* _Task_
Check every line of the material below for the string "Copy", and return the ones that have it.

* _Source information_
****************
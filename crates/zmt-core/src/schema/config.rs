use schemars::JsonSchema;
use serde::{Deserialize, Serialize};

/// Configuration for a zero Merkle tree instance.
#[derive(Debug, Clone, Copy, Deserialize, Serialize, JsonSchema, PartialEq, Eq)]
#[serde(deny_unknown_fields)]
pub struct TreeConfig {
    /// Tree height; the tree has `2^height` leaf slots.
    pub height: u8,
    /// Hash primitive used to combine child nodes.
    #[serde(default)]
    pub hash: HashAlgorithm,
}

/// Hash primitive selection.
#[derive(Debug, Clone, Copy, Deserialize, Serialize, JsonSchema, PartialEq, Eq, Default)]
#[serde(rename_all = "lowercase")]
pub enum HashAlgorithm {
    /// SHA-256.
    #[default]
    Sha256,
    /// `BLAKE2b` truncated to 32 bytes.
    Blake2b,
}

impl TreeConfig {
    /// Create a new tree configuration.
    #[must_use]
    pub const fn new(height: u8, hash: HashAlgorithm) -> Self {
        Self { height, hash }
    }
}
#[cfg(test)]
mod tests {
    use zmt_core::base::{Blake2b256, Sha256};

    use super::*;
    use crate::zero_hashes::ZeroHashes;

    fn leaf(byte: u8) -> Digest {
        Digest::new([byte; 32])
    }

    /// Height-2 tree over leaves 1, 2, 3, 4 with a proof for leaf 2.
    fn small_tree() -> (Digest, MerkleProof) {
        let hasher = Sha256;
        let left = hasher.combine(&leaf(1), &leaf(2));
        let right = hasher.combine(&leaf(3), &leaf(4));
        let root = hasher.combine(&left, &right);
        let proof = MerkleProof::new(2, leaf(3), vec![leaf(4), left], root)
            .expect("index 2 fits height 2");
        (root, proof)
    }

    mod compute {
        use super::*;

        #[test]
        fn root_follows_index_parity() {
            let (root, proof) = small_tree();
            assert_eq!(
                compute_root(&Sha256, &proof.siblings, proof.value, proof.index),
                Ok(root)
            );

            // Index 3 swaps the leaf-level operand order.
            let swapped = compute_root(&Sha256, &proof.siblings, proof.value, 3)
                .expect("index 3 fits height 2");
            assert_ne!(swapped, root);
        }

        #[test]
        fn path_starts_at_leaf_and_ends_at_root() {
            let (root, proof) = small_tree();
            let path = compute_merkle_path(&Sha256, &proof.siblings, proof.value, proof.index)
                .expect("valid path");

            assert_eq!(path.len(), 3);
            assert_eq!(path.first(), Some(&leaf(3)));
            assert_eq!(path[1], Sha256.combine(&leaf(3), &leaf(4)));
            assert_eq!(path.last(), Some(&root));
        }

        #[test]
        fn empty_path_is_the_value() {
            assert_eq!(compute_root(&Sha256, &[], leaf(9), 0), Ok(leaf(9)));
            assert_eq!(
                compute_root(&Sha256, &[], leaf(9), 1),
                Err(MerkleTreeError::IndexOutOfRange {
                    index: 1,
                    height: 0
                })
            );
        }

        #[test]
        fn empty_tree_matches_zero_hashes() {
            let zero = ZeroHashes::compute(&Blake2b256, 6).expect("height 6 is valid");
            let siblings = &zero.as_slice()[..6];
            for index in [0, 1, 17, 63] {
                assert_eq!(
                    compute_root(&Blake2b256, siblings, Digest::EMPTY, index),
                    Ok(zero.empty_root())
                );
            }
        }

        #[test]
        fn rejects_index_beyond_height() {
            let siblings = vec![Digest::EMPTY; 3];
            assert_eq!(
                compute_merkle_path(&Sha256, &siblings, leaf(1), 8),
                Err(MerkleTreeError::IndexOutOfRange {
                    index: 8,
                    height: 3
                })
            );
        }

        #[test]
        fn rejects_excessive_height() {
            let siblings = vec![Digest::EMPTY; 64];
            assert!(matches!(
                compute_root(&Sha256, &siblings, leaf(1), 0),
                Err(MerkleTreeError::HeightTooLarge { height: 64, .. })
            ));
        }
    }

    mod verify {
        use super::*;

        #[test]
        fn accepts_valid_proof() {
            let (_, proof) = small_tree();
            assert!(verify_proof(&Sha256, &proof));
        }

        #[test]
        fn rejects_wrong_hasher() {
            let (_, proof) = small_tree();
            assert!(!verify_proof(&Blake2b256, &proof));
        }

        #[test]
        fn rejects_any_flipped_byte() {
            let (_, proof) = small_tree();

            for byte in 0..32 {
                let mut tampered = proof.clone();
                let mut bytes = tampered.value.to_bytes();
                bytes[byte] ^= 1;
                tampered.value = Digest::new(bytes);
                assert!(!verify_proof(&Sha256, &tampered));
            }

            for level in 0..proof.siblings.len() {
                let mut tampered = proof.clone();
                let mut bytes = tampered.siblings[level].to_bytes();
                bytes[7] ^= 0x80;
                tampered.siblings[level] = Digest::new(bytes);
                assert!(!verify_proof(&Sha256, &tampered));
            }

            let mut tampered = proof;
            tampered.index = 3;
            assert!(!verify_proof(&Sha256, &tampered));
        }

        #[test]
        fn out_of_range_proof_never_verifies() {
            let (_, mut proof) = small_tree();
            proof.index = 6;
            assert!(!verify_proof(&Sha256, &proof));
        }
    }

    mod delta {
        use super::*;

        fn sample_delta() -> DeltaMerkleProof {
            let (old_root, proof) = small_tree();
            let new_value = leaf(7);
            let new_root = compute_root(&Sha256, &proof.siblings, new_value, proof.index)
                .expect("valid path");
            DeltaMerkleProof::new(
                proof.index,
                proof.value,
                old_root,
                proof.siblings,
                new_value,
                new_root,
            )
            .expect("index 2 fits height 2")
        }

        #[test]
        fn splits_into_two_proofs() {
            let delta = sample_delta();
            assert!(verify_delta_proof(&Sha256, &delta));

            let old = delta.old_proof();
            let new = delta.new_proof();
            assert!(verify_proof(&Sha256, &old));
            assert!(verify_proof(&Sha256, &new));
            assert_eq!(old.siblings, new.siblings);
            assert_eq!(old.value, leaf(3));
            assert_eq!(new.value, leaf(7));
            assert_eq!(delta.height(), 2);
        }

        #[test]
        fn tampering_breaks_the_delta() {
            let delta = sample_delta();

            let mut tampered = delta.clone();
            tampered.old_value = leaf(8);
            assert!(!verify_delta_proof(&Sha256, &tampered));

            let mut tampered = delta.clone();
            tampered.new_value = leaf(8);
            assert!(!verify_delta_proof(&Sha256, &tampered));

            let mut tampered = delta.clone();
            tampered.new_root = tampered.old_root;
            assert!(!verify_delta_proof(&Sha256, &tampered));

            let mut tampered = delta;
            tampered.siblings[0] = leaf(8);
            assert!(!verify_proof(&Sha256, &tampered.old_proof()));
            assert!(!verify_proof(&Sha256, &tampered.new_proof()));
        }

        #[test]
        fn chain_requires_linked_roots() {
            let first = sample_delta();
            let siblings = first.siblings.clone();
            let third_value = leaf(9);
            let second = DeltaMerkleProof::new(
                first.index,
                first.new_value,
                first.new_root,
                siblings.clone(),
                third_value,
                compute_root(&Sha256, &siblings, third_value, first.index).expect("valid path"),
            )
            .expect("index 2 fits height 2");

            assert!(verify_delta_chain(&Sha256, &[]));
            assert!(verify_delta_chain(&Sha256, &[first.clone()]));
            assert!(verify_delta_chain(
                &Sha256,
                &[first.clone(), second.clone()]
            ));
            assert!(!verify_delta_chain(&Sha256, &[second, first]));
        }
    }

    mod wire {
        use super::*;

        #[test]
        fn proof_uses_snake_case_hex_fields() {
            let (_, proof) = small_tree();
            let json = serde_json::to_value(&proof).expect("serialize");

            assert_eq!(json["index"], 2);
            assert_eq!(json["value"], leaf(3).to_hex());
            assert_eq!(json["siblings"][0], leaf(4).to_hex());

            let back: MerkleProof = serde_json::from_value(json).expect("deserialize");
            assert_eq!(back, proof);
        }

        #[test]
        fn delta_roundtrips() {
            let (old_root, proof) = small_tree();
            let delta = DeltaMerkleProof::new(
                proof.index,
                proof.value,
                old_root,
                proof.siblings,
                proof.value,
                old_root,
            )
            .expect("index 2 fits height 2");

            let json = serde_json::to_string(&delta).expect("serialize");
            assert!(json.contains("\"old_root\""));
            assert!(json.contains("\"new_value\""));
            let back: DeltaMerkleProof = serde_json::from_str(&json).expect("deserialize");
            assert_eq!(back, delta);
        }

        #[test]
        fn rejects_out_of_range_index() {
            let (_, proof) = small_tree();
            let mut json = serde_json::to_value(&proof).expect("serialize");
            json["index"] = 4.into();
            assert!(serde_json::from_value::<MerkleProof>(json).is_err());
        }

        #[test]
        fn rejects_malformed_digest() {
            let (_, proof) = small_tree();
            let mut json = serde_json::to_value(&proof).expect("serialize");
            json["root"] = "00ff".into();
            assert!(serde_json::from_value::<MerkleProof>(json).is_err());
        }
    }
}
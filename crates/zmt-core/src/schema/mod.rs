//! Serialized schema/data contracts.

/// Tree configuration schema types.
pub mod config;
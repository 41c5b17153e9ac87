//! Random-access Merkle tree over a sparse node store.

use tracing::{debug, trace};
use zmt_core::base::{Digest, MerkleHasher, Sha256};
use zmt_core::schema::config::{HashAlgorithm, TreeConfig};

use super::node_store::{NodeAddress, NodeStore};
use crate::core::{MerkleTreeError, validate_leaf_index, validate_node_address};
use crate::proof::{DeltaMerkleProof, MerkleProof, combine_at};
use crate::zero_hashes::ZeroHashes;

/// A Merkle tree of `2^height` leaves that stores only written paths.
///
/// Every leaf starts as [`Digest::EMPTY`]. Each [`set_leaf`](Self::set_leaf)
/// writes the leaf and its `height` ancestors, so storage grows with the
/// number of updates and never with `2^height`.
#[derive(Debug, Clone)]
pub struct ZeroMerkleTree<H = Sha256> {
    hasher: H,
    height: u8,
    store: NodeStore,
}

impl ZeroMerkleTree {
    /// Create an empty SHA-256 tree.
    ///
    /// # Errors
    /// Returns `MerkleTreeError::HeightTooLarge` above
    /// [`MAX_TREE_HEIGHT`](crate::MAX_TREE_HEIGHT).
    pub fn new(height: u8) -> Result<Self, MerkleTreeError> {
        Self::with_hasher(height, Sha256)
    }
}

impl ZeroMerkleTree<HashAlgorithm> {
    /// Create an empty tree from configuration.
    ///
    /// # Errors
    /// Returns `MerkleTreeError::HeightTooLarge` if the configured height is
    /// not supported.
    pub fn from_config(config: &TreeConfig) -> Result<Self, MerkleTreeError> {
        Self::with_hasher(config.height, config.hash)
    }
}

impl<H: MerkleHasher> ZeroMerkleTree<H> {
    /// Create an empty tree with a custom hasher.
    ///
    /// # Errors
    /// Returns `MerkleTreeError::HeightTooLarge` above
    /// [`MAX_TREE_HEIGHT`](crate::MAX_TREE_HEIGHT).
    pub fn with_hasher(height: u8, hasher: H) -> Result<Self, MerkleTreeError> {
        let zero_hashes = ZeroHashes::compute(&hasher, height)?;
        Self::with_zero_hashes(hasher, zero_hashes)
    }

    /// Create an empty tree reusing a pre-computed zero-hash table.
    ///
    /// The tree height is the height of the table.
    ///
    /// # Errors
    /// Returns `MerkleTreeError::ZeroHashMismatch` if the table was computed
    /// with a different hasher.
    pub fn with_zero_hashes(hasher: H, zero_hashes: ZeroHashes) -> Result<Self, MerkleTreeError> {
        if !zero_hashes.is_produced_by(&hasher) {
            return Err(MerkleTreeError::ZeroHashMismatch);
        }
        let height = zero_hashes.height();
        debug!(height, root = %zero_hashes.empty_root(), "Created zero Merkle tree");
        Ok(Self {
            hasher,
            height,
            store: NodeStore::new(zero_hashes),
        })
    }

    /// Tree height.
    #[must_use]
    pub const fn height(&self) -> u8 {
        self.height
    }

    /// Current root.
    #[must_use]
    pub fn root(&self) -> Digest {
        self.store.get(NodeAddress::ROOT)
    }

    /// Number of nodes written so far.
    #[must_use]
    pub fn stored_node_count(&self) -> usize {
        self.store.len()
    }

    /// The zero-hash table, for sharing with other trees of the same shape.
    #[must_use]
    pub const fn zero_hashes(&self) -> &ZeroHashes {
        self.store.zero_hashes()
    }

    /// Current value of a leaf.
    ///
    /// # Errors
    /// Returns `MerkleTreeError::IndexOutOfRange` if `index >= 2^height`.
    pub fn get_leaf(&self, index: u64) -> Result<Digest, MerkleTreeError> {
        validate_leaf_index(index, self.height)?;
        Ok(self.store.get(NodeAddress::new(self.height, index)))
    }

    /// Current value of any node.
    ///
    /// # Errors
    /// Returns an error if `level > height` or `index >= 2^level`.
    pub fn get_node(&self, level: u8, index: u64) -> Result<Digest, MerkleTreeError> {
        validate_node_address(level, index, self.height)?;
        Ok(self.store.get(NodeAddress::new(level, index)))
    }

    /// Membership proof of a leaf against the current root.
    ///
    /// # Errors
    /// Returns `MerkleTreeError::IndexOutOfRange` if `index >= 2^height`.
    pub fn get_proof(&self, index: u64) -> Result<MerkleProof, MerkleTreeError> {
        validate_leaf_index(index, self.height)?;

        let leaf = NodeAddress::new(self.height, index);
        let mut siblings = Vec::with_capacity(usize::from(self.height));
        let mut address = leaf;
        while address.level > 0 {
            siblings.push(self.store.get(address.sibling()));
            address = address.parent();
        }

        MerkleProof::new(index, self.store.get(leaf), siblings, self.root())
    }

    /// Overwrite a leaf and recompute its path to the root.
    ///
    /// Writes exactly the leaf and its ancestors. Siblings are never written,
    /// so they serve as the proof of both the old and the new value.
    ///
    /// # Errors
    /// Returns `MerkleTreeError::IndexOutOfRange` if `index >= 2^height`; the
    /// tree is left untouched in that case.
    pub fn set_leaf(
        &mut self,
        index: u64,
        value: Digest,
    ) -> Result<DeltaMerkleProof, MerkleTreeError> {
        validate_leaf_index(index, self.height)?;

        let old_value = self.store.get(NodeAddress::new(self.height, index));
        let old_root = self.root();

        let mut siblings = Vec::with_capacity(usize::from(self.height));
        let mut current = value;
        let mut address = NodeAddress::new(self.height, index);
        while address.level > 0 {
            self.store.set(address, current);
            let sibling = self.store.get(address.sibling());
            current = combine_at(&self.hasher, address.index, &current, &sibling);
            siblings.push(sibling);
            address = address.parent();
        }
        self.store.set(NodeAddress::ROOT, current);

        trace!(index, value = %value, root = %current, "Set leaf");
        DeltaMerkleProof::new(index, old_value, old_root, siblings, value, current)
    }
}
****************
* _Answer space_
#[derive(Debug, Clone, Copy, Deserialize, Serialize, JsonSchema, PartialEq, Eq)]
#[derive(Debug, Clone, Copy, Deserialize, Serialize, JsonSchema, PartialEq, Eq, Default)]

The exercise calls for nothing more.